▸ Exercise brief
Every line of the entries below that includes "PostgreSQL" belongs in the answer, copied as written.

▸ Exercise materials
_____

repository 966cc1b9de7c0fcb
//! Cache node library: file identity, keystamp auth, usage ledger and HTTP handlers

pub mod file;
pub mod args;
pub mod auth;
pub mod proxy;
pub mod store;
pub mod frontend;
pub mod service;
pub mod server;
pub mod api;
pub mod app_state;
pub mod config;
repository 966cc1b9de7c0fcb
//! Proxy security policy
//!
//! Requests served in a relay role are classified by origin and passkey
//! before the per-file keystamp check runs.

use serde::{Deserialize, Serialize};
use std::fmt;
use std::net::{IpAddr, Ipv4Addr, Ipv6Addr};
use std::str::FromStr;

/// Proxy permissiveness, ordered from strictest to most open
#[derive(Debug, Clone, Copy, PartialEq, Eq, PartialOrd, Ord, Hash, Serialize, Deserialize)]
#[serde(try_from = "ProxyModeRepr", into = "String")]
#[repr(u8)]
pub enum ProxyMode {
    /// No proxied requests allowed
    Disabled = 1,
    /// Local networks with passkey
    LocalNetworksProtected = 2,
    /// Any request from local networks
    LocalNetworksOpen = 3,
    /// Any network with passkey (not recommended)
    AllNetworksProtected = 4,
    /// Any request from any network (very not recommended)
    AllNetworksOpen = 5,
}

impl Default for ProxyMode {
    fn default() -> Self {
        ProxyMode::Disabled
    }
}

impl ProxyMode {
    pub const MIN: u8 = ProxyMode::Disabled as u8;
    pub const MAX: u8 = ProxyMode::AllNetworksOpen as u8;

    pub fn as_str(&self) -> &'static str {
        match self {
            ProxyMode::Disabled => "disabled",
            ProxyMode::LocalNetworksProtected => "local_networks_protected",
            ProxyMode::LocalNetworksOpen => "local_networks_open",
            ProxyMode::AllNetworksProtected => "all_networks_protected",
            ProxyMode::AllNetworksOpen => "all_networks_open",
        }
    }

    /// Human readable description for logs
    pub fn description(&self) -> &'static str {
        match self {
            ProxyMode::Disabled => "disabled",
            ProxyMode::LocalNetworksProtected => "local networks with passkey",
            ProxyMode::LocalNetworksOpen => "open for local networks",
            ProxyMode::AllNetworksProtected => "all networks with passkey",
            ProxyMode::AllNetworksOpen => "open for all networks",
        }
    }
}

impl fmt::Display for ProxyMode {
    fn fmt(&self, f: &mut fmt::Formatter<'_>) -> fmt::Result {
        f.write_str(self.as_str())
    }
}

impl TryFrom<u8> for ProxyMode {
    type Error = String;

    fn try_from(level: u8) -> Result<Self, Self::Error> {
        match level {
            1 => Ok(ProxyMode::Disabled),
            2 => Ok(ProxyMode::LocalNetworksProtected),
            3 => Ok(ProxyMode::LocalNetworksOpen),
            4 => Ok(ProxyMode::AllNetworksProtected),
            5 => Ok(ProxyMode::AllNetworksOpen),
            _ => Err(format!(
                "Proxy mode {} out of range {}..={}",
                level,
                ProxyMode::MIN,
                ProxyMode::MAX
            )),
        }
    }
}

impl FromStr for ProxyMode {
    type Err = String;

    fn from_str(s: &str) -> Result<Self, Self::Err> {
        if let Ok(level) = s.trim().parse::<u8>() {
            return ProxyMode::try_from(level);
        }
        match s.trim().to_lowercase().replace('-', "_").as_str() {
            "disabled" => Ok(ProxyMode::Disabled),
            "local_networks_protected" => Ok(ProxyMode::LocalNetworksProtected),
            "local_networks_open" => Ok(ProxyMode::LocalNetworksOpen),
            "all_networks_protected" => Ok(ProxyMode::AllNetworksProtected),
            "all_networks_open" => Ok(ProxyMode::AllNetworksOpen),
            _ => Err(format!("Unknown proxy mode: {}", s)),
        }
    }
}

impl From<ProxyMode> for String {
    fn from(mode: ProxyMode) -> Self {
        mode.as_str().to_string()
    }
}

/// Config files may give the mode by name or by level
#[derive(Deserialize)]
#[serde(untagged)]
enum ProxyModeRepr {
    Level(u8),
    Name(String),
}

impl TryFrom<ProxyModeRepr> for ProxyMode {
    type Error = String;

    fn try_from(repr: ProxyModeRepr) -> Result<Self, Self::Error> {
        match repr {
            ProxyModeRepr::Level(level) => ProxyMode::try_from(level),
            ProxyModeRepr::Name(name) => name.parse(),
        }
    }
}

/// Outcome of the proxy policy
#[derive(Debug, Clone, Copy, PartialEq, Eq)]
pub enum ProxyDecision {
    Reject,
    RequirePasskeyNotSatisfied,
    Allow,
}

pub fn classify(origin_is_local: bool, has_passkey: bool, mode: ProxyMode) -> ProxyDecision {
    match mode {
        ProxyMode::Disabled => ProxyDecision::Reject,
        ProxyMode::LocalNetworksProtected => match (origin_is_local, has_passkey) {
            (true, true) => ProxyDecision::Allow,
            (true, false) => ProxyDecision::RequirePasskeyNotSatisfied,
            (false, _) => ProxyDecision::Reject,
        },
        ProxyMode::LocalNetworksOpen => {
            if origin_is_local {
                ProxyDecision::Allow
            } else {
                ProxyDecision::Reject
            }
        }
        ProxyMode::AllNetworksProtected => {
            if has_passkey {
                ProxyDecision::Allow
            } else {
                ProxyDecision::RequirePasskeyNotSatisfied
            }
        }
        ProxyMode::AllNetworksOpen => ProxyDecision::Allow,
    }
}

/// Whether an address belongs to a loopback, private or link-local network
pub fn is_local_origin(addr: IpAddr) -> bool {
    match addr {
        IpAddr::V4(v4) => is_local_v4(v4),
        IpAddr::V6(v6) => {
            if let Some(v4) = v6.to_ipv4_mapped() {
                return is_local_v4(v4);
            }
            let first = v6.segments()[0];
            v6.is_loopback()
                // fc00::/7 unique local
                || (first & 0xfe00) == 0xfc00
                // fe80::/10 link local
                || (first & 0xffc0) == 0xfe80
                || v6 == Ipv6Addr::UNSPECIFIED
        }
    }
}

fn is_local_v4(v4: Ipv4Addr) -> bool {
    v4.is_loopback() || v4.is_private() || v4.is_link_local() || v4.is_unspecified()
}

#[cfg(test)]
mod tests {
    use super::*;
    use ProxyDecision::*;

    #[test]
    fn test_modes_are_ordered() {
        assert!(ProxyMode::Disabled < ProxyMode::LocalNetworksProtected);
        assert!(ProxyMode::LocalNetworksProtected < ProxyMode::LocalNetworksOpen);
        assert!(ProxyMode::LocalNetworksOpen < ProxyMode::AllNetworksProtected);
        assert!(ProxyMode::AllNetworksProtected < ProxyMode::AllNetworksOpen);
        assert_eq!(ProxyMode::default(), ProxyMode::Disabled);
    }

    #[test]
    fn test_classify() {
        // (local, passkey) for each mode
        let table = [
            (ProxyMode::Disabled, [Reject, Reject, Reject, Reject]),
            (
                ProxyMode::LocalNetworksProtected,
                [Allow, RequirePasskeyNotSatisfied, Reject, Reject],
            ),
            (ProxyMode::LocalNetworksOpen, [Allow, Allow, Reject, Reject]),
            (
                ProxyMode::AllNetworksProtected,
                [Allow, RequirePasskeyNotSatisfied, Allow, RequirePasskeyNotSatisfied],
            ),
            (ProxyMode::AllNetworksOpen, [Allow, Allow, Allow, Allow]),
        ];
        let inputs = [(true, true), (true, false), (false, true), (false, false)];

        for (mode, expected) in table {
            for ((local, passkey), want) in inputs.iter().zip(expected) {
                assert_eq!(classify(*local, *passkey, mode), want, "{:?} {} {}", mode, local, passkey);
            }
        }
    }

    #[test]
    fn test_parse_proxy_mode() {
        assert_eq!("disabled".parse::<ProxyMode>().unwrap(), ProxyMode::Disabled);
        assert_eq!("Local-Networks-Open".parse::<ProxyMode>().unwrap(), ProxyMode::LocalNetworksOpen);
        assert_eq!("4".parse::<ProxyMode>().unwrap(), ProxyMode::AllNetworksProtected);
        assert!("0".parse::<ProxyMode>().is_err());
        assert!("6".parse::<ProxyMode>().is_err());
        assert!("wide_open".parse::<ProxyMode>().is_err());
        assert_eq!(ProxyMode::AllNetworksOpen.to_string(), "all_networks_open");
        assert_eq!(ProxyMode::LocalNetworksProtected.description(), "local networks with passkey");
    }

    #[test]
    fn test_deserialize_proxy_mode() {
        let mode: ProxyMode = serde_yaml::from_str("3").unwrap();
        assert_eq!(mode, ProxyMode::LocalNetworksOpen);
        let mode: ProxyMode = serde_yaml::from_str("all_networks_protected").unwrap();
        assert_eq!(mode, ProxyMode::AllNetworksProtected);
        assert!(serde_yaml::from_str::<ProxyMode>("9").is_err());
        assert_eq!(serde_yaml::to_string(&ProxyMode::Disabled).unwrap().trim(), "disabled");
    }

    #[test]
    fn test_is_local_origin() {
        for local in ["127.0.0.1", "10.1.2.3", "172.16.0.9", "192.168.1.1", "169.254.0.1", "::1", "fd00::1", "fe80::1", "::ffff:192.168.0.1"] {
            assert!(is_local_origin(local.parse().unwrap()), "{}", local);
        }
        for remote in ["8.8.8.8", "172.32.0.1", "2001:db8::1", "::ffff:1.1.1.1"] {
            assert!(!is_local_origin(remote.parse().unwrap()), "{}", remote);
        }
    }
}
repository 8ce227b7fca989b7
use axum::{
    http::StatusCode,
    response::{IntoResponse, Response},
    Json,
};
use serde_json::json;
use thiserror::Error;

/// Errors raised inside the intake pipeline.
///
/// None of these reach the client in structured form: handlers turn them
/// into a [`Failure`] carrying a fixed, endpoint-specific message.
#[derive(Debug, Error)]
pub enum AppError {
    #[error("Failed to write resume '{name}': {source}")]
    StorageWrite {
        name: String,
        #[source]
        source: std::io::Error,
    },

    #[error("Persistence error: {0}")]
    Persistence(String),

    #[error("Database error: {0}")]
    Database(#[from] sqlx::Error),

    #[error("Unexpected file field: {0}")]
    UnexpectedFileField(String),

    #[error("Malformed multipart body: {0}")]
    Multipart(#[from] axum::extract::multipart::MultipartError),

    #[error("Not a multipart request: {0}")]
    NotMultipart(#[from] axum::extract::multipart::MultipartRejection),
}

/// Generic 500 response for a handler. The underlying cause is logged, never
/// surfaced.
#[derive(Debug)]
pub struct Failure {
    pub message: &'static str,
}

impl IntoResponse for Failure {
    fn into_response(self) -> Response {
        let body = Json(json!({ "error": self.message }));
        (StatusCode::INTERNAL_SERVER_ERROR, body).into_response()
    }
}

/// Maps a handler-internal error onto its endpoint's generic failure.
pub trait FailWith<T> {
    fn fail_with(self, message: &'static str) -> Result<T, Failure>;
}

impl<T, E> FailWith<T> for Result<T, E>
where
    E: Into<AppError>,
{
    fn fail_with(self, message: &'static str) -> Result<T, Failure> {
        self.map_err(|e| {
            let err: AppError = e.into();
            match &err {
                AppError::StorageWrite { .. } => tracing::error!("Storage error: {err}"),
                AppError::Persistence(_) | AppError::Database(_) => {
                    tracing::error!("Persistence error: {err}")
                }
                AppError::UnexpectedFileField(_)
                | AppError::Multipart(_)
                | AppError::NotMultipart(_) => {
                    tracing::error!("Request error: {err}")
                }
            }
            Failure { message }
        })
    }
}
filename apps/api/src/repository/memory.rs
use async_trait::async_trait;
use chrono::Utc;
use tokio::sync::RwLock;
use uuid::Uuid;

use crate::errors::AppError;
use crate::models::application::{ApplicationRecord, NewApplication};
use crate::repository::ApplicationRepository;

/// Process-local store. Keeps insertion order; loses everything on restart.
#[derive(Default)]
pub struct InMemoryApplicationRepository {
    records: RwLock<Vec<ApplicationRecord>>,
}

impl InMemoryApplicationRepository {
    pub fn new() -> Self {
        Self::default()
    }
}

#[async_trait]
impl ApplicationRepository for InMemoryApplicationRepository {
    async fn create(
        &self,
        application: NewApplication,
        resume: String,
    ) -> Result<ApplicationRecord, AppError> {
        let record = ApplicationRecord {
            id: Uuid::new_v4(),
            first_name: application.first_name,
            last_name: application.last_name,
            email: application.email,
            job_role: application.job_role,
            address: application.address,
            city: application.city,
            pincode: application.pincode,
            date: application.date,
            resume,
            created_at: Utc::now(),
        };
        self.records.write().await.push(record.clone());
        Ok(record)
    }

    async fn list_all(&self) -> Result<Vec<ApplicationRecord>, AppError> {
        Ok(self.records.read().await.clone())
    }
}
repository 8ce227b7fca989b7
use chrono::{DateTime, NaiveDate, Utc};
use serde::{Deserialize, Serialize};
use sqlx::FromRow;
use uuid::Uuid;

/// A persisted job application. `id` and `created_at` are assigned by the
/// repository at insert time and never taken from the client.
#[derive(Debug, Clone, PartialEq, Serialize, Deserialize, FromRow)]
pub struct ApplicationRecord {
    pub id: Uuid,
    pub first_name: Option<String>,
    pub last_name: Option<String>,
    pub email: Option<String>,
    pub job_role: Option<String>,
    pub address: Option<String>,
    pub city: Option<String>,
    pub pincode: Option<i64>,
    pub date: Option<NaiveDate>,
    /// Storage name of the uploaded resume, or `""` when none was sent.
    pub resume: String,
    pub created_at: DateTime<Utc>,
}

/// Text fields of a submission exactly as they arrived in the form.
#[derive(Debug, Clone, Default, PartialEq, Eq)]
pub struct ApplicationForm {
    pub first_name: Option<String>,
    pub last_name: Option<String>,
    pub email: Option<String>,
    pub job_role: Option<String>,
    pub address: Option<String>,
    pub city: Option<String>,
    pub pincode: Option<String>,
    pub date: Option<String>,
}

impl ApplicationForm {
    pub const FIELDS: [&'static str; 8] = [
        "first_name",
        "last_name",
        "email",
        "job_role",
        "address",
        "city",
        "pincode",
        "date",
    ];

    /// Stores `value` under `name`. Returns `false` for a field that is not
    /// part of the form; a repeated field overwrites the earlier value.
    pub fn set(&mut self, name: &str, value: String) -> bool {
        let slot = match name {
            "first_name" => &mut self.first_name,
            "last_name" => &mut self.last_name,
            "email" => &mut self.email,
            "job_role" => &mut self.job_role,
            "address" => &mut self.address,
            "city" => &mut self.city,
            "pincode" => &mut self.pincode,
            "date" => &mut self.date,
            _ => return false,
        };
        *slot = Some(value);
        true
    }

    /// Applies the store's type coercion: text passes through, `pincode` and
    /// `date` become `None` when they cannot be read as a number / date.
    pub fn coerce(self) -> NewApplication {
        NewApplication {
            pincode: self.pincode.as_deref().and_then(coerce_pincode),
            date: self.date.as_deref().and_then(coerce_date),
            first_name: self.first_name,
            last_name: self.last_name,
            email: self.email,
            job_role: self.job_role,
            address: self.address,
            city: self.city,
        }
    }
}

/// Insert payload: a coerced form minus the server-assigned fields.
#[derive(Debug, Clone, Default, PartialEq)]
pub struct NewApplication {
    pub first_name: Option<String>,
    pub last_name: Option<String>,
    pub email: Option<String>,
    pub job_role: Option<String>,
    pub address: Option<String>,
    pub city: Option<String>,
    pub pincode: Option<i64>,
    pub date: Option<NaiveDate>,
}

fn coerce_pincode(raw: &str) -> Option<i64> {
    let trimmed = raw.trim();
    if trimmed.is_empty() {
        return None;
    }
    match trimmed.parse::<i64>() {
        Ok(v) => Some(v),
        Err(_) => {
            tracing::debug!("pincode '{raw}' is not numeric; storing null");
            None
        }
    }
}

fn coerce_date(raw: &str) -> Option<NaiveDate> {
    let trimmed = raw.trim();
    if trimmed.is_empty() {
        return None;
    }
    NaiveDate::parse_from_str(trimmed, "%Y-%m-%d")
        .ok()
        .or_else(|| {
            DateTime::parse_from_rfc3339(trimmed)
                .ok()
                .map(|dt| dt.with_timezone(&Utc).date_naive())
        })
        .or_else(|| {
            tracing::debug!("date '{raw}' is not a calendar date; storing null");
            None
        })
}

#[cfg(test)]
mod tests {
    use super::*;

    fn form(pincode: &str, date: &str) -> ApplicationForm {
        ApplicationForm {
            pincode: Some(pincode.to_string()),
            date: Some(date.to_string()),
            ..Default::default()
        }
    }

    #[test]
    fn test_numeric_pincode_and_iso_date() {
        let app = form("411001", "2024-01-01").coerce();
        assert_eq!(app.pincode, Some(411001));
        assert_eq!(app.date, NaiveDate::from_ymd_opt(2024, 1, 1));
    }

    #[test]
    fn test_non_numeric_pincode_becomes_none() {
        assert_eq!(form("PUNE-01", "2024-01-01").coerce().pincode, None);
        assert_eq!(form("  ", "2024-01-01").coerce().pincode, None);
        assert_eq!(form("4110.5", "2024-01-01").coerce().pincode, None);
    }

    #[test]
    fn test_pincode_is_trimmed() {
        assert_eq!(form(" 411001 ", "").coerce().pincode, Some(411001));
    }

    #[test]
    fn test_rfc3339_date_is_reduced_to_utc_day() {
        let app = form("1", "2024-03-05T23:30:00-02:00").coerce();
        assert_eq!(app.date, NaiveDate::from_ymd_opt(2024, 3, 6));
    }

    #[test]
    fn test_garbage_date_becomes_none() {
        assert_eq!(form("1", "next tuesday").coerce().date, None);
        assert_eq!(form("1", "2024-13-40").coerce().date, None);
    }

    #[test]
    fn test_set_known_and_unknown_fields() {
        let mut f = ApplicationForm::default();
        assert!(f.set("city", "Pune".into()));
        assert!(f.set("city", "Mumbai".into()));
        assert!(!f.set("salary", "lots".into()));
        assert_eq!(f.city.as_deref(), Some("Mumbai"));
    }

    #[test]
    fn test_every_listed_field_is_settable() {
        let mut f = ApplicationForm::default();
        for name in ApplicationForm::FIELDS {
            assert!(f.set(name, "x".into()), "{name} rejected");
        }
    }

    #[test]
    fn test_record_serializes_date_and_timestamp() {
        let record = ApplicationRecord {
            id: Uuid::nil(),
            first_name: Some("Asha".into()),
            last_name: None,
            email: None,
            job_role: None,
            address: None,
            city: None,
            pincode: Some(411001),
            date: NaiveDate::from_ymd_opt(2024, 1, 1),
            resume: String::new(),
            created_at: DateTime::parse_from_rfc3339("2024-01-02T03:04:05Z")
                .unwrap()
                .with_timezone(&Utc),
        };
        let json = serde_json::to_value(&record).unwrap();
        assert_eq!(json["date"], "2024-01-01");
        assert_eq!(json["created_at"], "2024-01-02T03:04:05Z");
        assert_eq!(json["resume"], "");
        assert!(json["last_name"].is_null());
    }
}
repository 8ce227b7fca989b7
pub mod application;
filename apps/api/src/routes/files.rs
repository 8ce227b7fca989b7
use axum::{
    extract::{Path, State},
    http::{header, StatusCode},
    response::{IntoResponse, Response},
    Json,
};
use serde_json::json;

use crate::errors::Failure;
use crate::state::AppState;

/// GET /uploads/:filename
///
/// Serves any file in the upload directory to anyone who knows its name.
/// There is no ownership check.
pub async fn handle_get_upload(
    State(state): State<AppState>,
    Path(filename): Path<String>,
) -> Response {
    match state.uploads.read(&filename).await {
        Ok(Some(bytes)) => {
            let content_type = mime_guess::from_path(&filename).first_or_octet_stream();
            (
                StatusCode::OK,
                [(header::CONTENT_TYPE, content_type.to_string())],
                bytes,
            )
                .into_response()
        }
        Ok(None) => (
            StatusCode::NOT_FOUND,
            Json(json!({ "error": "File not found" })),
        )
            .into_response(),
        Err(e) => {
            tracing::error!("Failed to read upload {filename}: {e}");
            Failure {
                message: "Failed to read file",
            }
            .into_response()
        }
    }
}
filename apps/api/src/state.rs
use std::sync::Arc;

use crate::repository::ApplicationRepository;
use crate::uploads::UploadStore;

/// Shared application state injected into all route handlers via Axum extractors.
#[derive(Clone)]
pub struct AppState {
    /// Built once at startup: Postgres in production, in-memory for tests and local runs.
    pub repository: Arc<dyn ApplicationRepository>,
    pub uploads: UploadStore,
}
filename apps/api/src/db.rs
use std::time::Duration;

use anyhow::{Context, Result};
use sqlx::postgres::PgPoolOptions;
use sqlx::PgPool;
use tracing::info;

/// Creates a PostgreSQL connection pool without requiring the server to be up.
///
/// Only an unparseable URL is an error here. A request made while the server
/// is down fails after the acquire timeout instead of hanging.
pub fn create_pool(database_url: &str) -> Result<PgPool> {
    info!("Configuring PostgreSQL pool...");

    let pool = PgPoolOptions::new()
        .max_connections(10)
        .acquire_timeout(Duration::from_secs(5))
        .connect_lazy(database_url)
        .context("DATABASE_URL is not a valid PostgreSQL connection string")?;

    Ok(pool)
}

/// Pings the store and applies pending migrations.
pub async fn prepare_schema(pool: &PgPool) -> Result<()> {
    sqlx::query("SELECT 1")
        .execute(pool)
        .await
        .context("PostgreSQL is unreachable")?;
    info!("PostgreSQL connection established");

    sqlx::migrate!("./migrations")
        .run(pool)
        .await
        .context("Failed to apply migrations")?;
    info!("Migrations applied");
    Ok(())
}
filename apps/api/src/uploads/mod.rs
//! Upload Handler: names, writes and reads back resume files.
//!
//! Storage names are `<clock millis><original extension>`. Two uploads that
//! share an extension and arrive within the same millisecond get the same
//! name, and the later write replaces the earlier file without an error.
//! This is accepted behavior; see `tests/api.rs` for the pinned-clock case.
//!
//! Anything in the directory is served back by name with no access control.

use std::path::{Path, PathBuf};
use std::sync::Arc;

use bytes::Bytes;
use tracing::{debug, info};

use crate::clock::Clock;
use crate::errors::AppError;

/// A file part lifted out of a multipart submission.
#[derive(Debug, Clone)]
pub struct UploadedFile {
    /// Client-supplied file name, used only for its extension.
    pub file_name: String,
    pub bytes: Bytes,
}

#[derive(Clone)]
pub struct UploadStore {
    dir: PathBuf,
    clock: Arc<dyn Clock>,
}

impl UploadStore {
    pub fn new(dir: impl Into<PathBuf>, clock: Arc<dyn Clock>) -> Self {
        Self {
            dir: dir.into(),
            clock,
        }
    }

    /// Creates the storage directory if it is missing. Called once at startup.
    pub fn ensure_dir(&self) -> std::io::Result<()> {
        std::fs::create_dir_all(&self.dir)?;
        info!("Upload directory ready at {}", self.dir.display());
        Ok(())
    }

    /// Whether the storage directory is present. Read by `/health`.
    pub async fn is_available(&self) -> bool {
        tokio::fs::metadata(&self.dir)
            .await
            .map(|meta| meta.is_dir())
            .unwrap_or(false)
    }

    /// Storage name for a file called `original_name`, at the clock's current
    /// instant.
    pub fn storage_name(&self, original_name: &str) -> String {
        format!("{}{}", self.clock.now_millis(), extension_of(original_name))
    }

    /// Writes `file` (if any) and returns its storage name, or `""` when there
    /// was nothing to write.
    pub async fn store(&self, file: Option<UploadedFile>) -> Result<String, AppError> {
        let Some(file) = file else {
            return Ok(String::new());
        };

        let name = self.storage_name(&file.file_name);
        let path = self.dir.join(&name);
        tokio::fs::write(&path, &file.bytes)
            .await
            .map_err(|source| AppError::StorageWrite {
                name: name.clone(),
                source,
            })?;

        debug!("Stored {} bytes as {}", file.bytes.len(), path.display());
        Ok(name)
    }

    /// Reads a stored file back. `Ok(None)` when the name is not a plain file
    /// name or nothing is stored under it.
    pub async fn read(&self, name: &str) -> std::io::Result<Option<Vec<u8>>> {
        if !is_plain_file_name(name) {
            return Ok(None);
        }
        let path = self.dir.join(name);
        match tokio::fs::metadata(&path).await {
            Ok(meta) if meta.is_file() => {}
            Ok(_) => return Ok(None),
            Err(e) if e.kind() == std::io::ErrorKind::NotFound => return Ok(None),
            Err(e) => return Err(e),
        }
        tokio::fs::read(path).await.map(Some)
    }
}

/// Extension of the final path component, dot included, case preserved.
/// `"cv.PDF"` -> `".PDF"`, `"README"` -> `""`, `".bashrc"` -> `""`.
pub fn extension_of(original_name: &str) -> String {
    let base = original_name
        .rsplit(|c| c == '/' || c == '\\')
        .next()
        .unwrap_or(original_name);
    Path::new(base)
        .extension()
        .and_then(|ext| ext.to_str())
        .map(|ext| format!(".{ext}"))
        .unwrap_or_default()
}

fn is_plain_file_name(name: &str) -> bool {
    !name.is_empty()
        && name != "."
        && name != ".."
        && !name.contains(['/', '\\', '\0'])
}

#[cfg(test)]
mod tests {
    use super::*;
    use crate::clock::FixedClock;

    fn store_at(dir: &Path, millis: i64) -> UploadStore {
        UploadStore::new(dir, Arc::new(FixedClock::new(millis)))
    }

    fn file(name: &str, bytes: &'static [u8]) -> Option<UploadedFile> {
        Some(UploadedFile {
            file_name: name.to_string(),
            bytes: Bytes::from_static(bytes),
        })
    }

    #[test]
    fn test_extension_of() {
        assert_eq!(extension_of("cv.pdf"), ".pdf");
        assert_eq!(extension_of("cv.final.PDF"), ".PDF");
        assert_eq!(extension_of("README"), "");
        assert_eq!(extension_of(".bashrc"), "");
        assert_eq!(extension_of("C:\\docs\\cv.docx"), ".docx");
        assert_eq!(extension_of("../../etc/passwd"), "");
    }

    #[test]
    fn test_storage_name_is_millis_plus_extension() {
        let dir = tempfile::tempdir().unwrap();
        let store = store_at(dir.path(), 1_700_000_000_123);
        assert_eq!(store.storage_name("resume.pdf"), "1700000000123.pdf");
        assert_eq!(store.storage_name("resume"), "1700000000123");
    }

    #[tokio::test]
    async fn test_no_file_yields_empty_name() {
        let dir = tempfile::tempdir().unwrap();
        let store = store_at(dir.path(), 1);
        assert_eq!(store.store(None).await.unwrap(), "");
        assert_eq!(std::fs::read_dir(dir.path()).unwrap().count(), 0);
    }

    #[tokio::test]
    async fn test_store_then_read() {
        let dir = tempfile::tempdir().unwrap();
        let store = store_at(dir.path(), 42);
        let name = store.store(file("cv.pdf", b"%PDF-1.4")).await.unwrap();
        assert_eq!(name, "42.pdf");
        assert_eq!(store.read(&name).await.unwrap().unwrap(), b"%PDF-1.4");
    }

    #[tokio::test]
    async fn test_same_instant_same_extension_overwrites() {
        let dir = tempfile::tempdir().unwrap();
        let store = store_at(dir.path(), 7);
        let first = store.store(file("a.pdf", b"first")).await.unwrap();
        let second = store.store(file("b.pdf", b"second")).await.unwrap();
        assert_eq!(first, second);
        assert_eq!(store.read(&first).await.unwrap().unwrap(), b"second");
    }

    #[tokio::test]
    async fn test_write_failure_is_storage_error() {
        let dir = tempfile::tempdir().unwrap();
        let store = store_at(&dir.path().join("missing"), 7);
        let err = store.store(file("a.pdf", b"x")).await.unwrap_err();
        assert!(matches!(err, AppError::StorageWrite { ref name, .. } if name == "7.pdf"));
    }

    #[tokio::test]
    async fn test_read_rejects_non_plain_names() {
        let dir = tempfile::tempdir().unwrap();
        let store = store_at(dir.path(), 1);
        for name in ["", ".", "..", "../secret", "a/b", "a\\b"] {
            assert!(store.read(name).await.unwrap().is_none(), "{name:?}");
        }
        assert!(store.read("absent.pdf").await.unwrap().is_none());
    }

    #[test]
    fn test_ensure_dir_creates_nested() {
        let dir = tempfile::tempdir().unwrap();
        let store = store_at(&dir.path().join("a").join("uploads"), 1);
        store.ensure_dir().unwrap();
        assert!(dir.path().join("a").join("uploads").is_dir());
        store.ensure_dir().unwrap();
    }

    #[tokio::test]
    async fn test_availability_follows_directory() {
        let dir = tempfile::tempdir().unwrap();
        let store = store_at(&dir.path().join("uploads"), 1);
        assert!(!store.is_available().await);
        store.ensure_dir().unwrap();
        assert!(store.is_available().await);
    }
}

_____

▸ Solution below
/// Creates a PostgreSQL connection pool without requiring the server to be up.
    info!("Configuring PostgreSQL pool...");
        .context("DATABASE_URL is not a valid PostgreSQL connection string")?;
        .context("PostgreSQL is unreachable")?;
    info!("PostgreSQL connection established");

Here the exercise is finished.